Otherwise, 0% content similarity is trumped by sufficient filename
similarity (namely, with a filename similarity of 100%).  If the
filename similarity wasn't sufficiently high (anything less than an
exact match), then it completely ignored filename similarity and
looked only at content similarity.  It thus jumped from one extreme to
another.

My optimization is adding an in-between state.  When the basename (the
part of the path excluding the leading directory) matches the basename
of another file (and those basenames are unique on each side), then
compare content similarity and mark the files as a rename if the two
are sufficiently similar.  It is thus a position that considers both
filename similarity (basename match) and content similarity together.

> > This could be documented in a test case, to demonstrate that
> > we are making this choice explicitly.
>
> Yes.  I wonder if we can solve it by requiring a lot better than
> minimum match when trying the "suffix match" first, or something?

This may still be a useful idea, and was something I had considered,
but more in the context of more generic filename similarity
comparisons.  We could still discuss it even when basenames match, but
basenames matching seems strong enough to me that I wasn't sure extra
configuration knobs were warranted.

> Provided if we agree that it is a good idea to insert this between
> "exact contents match" and "full matrix", I have one question to
> Elijah on what the code does.
>
> To me, it seems that the "full matrix" part still uses the remaining
> src and dst candidates fully.  But if "A.txt" and "B.txt" are still
> surviving in the src/dst at that stage, shouldn't we be saying that
> "no way these can be similar enough---we've checked in the middle
> stage where only the ones with the same suffix are considered and
> this pair didn't turn into a rename"?

This is a very good point.  A.txt and B.txt will not have been
compared previously since their basenames do not match, but the basic
idea is still possible.  For example, A.txt could have been compared
to source/some-module/A.txt.  And I don't do anything in the final
"full matrix" stage to avoid re-comparing those two files again.
However, it is worth noting that A.txt will have been compared to at
most one other file, not N files.  And thus while we are wasting some
re-comparisons, it is at most O(N) duplicated comparisons, not O(N^2).
I thought about that, but decided to not bother, based on the
following thinking:

1) The most expensive comparison is the first one, because when we do
that one, we first have to populate the list of integers that lines in
the file hash to.  Subsequent comparisons are relatively cheap since
this list of integers has already been computed.

2) This would only save us from at most N comparisons in the N x M
matrix (since no file in this optimization is compared to more than
one other)

3) Checking if two files have previously been compared requires more
code, in what is already a tight nested loop.  My experience
attempting to modify that tight loop for extra conditions (e.g. don't
compare files that are too large), is that it's easy to accidentally
make the code slower.  In fact, this is in part what led to the
addition of the remove_unneed_paths_from_src() function.

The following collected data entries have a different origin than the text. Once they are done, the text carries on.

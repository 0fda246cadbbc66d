use crate::layout::{SheetGeometry, strategy_for};
use crate::options::TileOptions;
use crate::types::*;

/// What a run would produce, computed from page sizes alone
#[derive(Debug, Clone, PartialEq, Eq, Default)]
pub struct TileStatistics {
    pub source_pages: usize,
    /// Sheets in the merged output
    pub merged_sheets: usize,
    /// Single-sheet outputs (one per page, or none in pack-all mode)
    pub per_page_outputs: usize,
    /// Tiles each source page contributes to the merged output
    pub tiles_per_page: Vec<usize>,
    pub total_tiles: usize,
    /// Pages that would produce no tiles
    pub skipped_pages: usize,
}

/// Calculate statistics for tiling pages of the given sizes
pub fn calculate_statistics(
    page_sizes: &[(f32, f32)],
    options: &TileOptions,
    geometry: &SheetGeometry,
) -> Result<TileStatistics> {
    options.validate()?;

    if page_sizes.is_empty() {
        return Ok(TileStatistics::default());
    }

    let outcome = strategy_for(options.mode, options.max_rows).plan(page_sizes, geometry);

    let mut tiles_per_page = vec![0; page_sizes.len()];
    for placement in outcome.merged.iter().flat_map(|s| &s.placements) {
        tiles_per_page[placement.page_index] += 1;
    }

    Ok(TileStatistics {
        source_pages: page_sizes.len(),
        merged_sheets: outcome.merged.len(),
        per_page_outputs: outcome.per_page.len(),
        total_tiles: tiles_per_page.iter().sum(),
        tiles_per_page,
        skipped_pages: outcome.warnings.len(),
    })
}
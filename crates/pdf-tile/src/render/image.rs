//! Image XObject creation
//!
//! Rasterized pages are already JPEG encoded, so they are embedded as-is
//! with the DCTDecode filter.

use crate::types::PageImage;
use lopdf::{Dictionary, Object, Stream};

/// Build an image XObject stream for a flattened page.
pub fn create_image_xobject(image: &PageImage) -> Stream {
    let mut dict = Dictionary::new();
    dict.set("Type", Object::Name(b"XObject".to_vec()));
    dict.set("Subtype", Object::Name(b"Image".to_vec()));
    dict.set("Width", Object::Integer(image.width_px as i64));
    dict.set("Height", Object::Integer(image.height_px as i64));
    dict.set("ColorSpace", Object::Name(b"DeviceRGB".to_vec()));
    dict.set("BitsPerComponent", Object::Integer(8));
    dict.set("Filter", Object::Name(b"DCTDecode".to_vec()));

    // DCT data must not be deflated again
    Stream::new(dict, image.jpeg.to_vec()).with_compression(false)
}
//! Stacked replicated grids
//!
//! Each page contributes a block of rows of centered copies, like its own
//! replicated grid, but blocks from consecutive pages share sheets. A new
//! sheet starts only when the next row would cross the bottom margin.

use super::{LAYOUT_EPSILON_PT, LayoutWarning, SheetGeometry, SheetPlan, plan_page_grid};

/// Result of stacking a run of pages
#[derive(Debug, Clone, PartialEq)]
pub struct StackResult {
    /// Sheets in order; never empty
    pub sheets: Vec<SheetPlan>,
    pub warnings: Vec<LayoutWarning>,
}

/// Stack every page's row block onto shared sheets.
///
/// # Arguments
/// * `page_sizes` - Source page sizes (width, height) in points, in order
/// * `geometry` - Output sheet
/// * `max_rows` - Optional cap on rows per page
pub fn stack_pages(
    page_sizes: &[(f32, f32)],
    geometry: &SheetGeometry,
    max_rows: Option<usize>,
) -> StackResult {
    let mut sheets = vec![SheetPlan::new()];
    let mut warnings = Vec::new();
    let mut cursor_y = geometry.margin_pt;

    for (page_index, &(width, height)) in page_sizes.iter().enumerate() {
        let grid = match plan_page_grid(width, height, geometry, max_rows) {
            Ok(grid) => grid,
            Err(e) => {
                warnings.push(LayoutWarning {
                    page_index,
                    message: e.to_string(),
                });
                continue;
            }
        };

        for _ in 0..grid.rows {
            if cursor_y + grid.tile.h > geometry.bottom_limit() + LAYOUT_EPSILON_PT {
                sheets.push(SheetPlan::new());
                cursor_y = geometry.margin_pt;
            }

            let row = grid.row_at(cursor_y);
            if let Some(sheet) = sheets.last_mut() {
                sheet.extend_tiles(page_index, &row);
            }
            cursor_y += grid.tile.h + geometry.margin_pt;
        }
    }

    StackResult { sheets, warnings }
}
//! Shared constants for sheet tiling
//!
//! This module centralizes the fixed output medium and the rasterization
//! defaults used throughout the pipeline.

// =============================================================================
// Unit Conversion
// =============================================================================

/// Points per millimeter (1 inch = 72 points, 1 inch = 25.4mm)
pub const POINTS_PER_MM: f32 = 72.0 / 25.4; // ≈ 2.83465

/// Convert points to millimeters
#[inline]
pub fn pt_to_mm(pt: f32) -> f32 {
    pt / POINTS_PER_MM
}

// =============================================================================
// Output Sheet
// =============================================================================

/// Output sheet width in points (ISO A4)
pub const SHEET_WIDTH_PT: f32 = 595.28;

/// Output sheet height in points (ISO A4)
pub const SHEET_HEIGHT_PT: f32 = 841.89;

/// Outer margin and gap between tiles (points)
pub const SHEET_MARGIN_PT: f32 = 10.0;

// =============================================================================
// Source Pages
// =============================================================================

/// Default page width in points (US Letter: 8.5" × 11")
pub const DEFAULT_PAGE_WIDTH_PT: f32 = 612.0;

/// Default page height in points (US Letter)
pub const DEFAULT_PAGE_HEIGHT_PT: f32 = 792.0;

/// Default page dimensions as tuple (width, height)
pub const DEFAULT_PAGE_DIMENSIONS: (f32, f32) = (DEFAULT_PAGE_WIDTH_PT, DEFAULT_PAGE_HEIGHT_PT);

// =============================================================================
// Rasterization
// =============================================================================

/// Pixels rendered per source point. 6.0 gives roughly 432 DPI.
pub const DEFAULT_RENDER_SCALE: f32 = 6.0;

/// JPEG quality used when flattening rendered pages
pub const DEFAULT_JPEG_QUALITY: u8 = 100;

// =============================================================================
// Geometry Tolerances
// =============================================================================

/// Smallest usable extent (points) before geometry is treated as degenerate
pub const MIN_USABLE_EXTENT_PT: f32 = 1e-3;
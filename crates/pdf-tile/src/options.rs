use crate::constants::{DEFAULT_JPEG_QUALITY, DEFAULT_RENDER_SCALE};
use crate::types::*;

#[cfg(feature = "serde")]
use serde::{Deserialize, Serialize};

/// How source pages are arranged on output sheets
#[derive(Debug, Clone, Copy, PartialEq, Eq, Default)]
#[cfg_attr(feature = "serde", derive(Serialize, Deserialize))]
pub enum LayoutMode {
    /// One sheet per source page, filled with copies of that page
    #[default]
    Replicate,
    /// One copy of every page, shelf-packed onto as few sheets as possible
    PackAll,
    /// Each page's block of copies stacked onto shared sheets
    Stacked,
}

impl LayoutMode {
    /// Map a "pack every page once" toggle onto a mode
    pub fn from_pack_all(pack_all: bool) -> Self {
        if pack_all {
            LayoutMode::PackAll
        } else {
            LayoutMode::Replicate
        }
    }

    /// Whether this mode also produces one single-sheet output per page
    pub fn has_per_page_outputs(self) -> bool {
        !matches!(self, LayoutMode::PackAll)
    }
}

/// Tiling configuration
#[derive(Debug, Clone, PartialEq)]
#[cfg_attr(feature = "serde", derive(Serialize, Deserialize))]
#[cfg_attr(feature = "serde", serde(default))]
pub struct TileOptions {
    /// Cap on rows of copies per artwork (None = as many as fit)
    pub max_rows: Option<usize>,
    pub mode: LayoutMode,
    /// Rasterization scale (pixels per point)
    pub render_scale: f32,
    /// JPEG quality for flattened pages (1-100)
    pub jpeg_quality: u8,
}

impl Default for TileOptions {
    fn default() -> Self {
        Self {
            max_rows: None,
            mode: LayoutMode::Replicate,
            render_scale: DEFAULT_RENDER_SCALE,
            jpeg_quality: DEFAULT_JPEG_QUALITY,
        }
    }
}

impl TileOptions {
    /// Load options from JSON file
    #[cfg(feature = "serde")]
    pub async fn load(path: impl AsRef<std::path::Path>) -> Result<Self> {
        let bytes = tokio::fs::read(path).await?;
        let options: Self = serde_json::from_slice(&bytes)
            .map_err(|e| TileError::Config(format!("Failed to parse config: {}", e)))?;
        options.validate()?;
        Ok(options)
    }

    /// Save options to JSON file
    #[cfg(feature = "serde")]
    pub async fn save(&self, path: impl AsRef<std::path::Path>) -> Result<()> {
        let json = serde_json::to_string_pretty(self)
            .map_err(|e| TileError::Config(format!("Failed to serialize config: {}", e)))?;
        tokio::fs::write(path, json).await?;
        Ok(())
    }

    /// Validate the options
    pub fn validate(&self) -> Result<()> {
        if self.max_rows == Some(0) {
            return Err(TileError::Config(
                "Max rows must be at least 1 (leave unset for no cap)".to_string(),
            ));
        }

        if !(self.render_scale.is_finite() && self.render_scale > 0.0) {
            return Err(TileError::Config(format!(
                "Render scale must be positive, got {}",
                self.render_scale
            )));
        }

        if !(1..=100).contains(&self.jpeg_quality) {
            return Err(TileError::Config(format!(
                "JPEG quality must be between 1 and 100, got {}",
                self.jpeg_quality
            )));
        }

        Ok(())
    }
}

4) There were plenty of other interesting ideas and maybe I was a tad lazy.  :-)

I think removing these already-compared cases could be done, but I
just avoided it.  If we were to do the "attempt to match files with
the same extension" optimization that Stolee outlines/invents above,
then we'd definitely need to consider it.  Otherwise, it's just a
minor additional optimization that someone could add to my patches.